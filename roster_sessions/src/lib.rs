mod config;
pub mod builder;
pub mod manual;

use log::{debug, info};

use std::collections::BTreeSet;

pub use crate::config::*;

use crate::builder::Builder;

// **** Private structures ****

/// Canonical, order-independent key of a roster.
///
/// The members are sorted, each one prefixed by its length so that no
/// separator inside a code can make two rosters collide, and the result is
/// hashed.
#[derive(Eq, PartialEq, Debug, Clone, Hash)]
pub(crate) struct Fingerprint(String);

impl Fingerprint {
    pub(crate) fn of(roster: &BTreeSet<String>) -> Fingerprint {
        // BTreeSet iterates in sorted order.
        let canonical: String = roster
            .iter()
            .map(|c| format!("{}:{}|", c.len(), c))
            .collect();
        Fingerprint(sha256::digest(canonical.as_str()))
    }

    pub(crate) fn short(&self) -> &str {
        &self.0[..12.min(self.0.len())]
    }
}

/// Runs the session reconstruction over a stream of resolutions.
///
/// Arguments:
/// * `stream` the resolutions, in non-decreasing date order
/// * `rules` what to do when a roster regression is found
///
/// The sessions are returned in the order in which their roster was first
/// seen.
pub fn reconstruct_sessions<I>(stream: I, rules: &SessionRules) -> Result<SessionResult, SessionErrors>
where
    I: IntoIterator<Item = ResolutionRoster>,
{
    info!("reconstruct_sessions: rules: {:?}", rules);
    let mut builder = Builder::new(rules);
    let mut num_records: usize = 0;
    for record in stream {
        num_records += 1;
        let step = builder.add_resolution(&record)?;
        debug!(
            "reconstruct_sessions: {} -> {:?}",
            record.resolution_id, step
        );
    }
    let res = builder.finish();
    info!(
        "reconstruct_sessions: {} resolutions, {} sessions, {} flagged",
        num_records,
        res.sessions.len(),
        res.flagged.len()
    );
    Ok(res)
}

#[cfg(test)]
mod tests {
    use super::*;
    use chrono::NaiveDate;
    use std::collections::HashSet;

    fn init() {
        let _ = env_logger::builder().is_test(true).try_init();
    }

    fn day(s: &str) -> NaiveDate {
        NaiveDate::parse_from_str(s, "%Y-%m-%d").unwrap()
    }

    fn rr(id: &str, date: &str, countries: &[&str]) -> ResolutionRoster {
        ResolutionRoster::new(id, day(date), countries.iter().copied())
    }

    fn set(xs: &[&str]) -> BTreeSet<String> {
        xs.iter().map(|s| s.to_string()).collect()
    }

    #[test]
    fn empty_stream() {
        init();
        let res = reconstruct_sessions(vec![], &SessionRules::DEFAULT_RULES).unwrap();
        assert!(res.sessions.is_empty());
        assert!(res.flagged.is_empty());
    }

    #[test]
    fn single_resolution() {
        init();
        let res = reconstruct_sessions(
            vec![rr("R1", "2020-01-01", &["USA", "FRA"])],
            &SessionRules::DEFAULT_RULES,
        )
        .unwrap();
        assert_eq!(res.sessions.len(), 1);
        let s = &res.sessions[0];
        assert_eq!(s.index, 1);
        assert_eq!(s.first_vote, s.last_vote);
        assert_eq!(s.resolutions, set(&["R1"]));
    }

    #[test]
    fn single_session() {
        init();
        let res = reconstruct_sessions(
            vec![
                rr("R1", "2020-01-01", &["USA", "FRA"]),
                rr("R2", "2020-06-01", &["USA", "FRA"]),
            ],
            &SessionRules::DEFAULT_RULES,
        )
        .unwrap();
        assert_eq!(
            res.sessions,
            vec![Session {
                index: 1,
                members: set(&["USA", "FRA"]),
                resolutions: set(&["R1", "R2"]),
                first_vote: day("2020-01-01"),
                last_vote: day("2020-06-01"),
            }]
        );
    }

    #[test]
    fn membership_change() {
        init();
        let res = reconstruct_sessions(
            vec![
                rr("R1", "2020-01-01", &["USA", "FRA"]),
                rr("R2", "2021-01-01", &["USA", "FRA", "DEU"]),
            ],
            &SessionRules::DEFAULT_RULES,
        )
        .unwrap();
        assert_eq!(
            res.sessions,
            vec![
                Session {
                    index: 1,
                    members: set(&["USA", "FRA"]),
                    resolutions: set(&["R1"]),
                    first_vote: day("2020-01-01"),
                    last_vote: day("2020-01-01"),
                },
                Session {
                    index: 2,
                    members: set(&["USA", "FRA", "DEU"]),
                    resolutions: set(&["R2"]),
                    first_vote: day("2021-01-01"),
                    last_vote: day("2021-01-01"),
                }
            ]
        );
    }

    #[test]
    fn roster_order_does_not_matter() {
        init();
        let res = reconstruct_sessions(
            vec![
                rr("R1", "2020-01-01", &["USA", "FRA", "DEU"]),
                rr("R2", "2020-01-02", &["DEU", "USA", "FRA"]),
                rr("R3", "2020-01-03", &["FRA", "DEU", "USA", "FRA"]),
            ],
            &SessionRules::DEFAULT_RULES,
        )
        .unwrap();
        assert_eq!(res.sessions.len(), 1);
        assert_eq!(res.sessions[0].resolutions, set(&["R1", "R2", "R3"]));
    }

    #[test]
    fn regression_is_an_error() {
        init();
        let res = reconstruct_sessions(
            vec![
                rr("R1", "2020-01-01", &["A", "B", "C"]),
                rr("R2", "2020-02-01", &["A", "B"]),
                rr("R3", "2020-03-01", &["A", "B", "C"]),
            ],
            &SessionRules::DEFAULT_RULES,
        );
        assert_eq!(
            res,
            Err(SessionErrors::RosterRegression {
                resolution_id: "R3".to_string(),
                date: day("2020-03-01"),
                conflicting_session: 1,
            })
        );
    }

    #[test]
    fn regression_skipped() {
        init();
        let rules = SessionRules {
            regression_policy: RegressionPolicy::SkipResolution,
        };
        let res = reconstruct_sessions(
            vec![
                rr("R1", "2020-01-01", &["A", "B", "C"]),
                rr("R2", "2020-02-01", &["A", "B"]),
                rr("R3", "2020-03-01", &["A", "B", "C"]),
                rr("R4", "2020-04-01", &["A", "B"]),
            ],
            &rules,
        )
        .unwrap();
        assert_eq!(res.sessions.len(), 2);
        assert_eq!(res.sessions[0].resolutions, set(&["R1"]));
        // The skipped resolution does not break the run of the second session.
        assert_eq!(res.sessions[1].resolutions, set(&["R2", "R4"]));
        assert_eq!(res.sessions[1].last_vote, day("2020-04-01"));
        assert_eq!(
            res.flagged,
            vec![FlaggedResolution {
                resolution_id: "R3".to_string(),
                date: day("2020-03-01"),
                conflicting_session: 1,
            }]
        );
    }

    #[test]
    fn empty_roster_is_a_session() {
        init();
        let res = reconstruct_sessions(
            vec![
                rr("R1", "2020-01-01", &[]),
                rr("R2", "2020-01-02", &["USA"]),
            ],
            &SessionRules::DEFAULT_RULES,
        )
        .unwrap();
        assert_eq!(res.sessions.len(), 2);
        assert!(res.sessions[0].members.is_empty());
        assert_eq!(res.sessions[1].index, 2);
    }

    #[test]
    fn same_day_different_rosters() {
        init();
        let res = reconstruct_sessions(
            vec![
                rr("R1", "2020-01-01", &["USA", "FRA"]),
                rr("R2", "2020-01-01", &["USA", "FRA", "DEU"]),
                rr("R3", "2020-01-01", &["USA", "FRA", "DEU"]),
            ],
            &SessionRules::DEFAULT_RULES,
        )
        .unwrap();
        assert_eq!(res.sessions.len(), 2);
        assert_eq!(res.sessions[1].resolutions, set(&["R2", "R3"]));
    }

    // A larger stream to check the structural properties together.
    fn long_stream() -> Vec<ResolutionRoster> {
        let rosters: Vec<&[&str]> = vec![
            &["ARG", "BRA", "CHN"][..],
            &["ARG", "BRA", "CHN", "DEU"][..],
            &["BRA", "CHN", "DEU"][..],
            &["BRA", "CHN", "DEU", "EGY"][..],
        ];
        let mut res: Vec<ResolutionRoster> = Vec::new();
        let start = day("2010-01-01");
        for (block, roster) in rosters.iter().enumerate() {
            for i in 0..5 {
                let idx = block * 5 + i;
                res.push(ResolutionRoster::new(
                    &format!("A/HRC/RES/{}", idx),
                    start + chrono::Duration::days((idx * 7) as i64),
                    roster.iter().copied(),
                ));
            }
        }
        res
    }

    #[test]
    fn deterministic() {
        init();
        let a = reconstruct_sessions(long_stream(), &SessionRules::DEFAULT_RULES).unwrap();
        let b = reconstruct_sessions(long_stream(), &SessionRules::DEFAULT_RULES).unwrap();
        assert_eq!(a, b);
    }

    #[test]
    fn partition_and_dates() {
        init();
        let input = long_stream();
        let res = reconstruct_sessions(input.clone(), &SessionRules::DEFAULT_RULES).unwrap();
        assert_eq!(res.sessions.len(), 4);
        assert_eq!(res.num_resolutions(), input.len());

        let mut seen: HashSet<String> = HashSet::new();
        for s in res.sessions.iter() {
            for r in s.resolutions.iter() {
                assert!(seen.insert(r.clone()), "{} in two sessions", r);
            }
        }
        for r in input.iter() {
            assert!(seen.contains(&r.resolution_id));
            let s = res.session_of(&r.resolution_id).unwrap();
            assert!(s.first_vote <= r.date && r.date <= s.last_vote);
        }

        let mut member_sets: HashSet<BTreeSet<String>> = HashSet::new();
        for (idx, s) in res.sessions.iter().enumerate() {
            assert_eq!(s.index, (idx + 1) as u32);
            assert!(s.first_vote <= s.last_vote);
            assert!(member_sets.insert(s.members.clone()));
        }
    }

    #[test]
    fn fingerprint_is_unambiguous() {
        assert_eq!(
            Fingerprint::of(&set(&["USA", "FRA"])),
            Fingerprint::of(&set(&["FRA", "USA"]))
        );
        assert_ne!(
            Fingerprint::of(&set(&["A|B"])),
            Fingerprint::of(&set(&["A", "B"]))
        );
        assert_ne!(Fingerprint::of(&set(&[])), Fingerprint::of(&set(&[""])));
    }
}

━━━━━━━━━━

__WORK TO COMPLETE__. Display each line of the data where "builder" occurs.

__RESULT OF THE TASK__.
pub mod builder;
use crate::builder::Builder;
    let mut builder = Builder::new(rules);
        let step = builder.add_resolution(&record)?;
    let res = builder.finish();
        let _ = env_logger::builder().is_test(true).try_init();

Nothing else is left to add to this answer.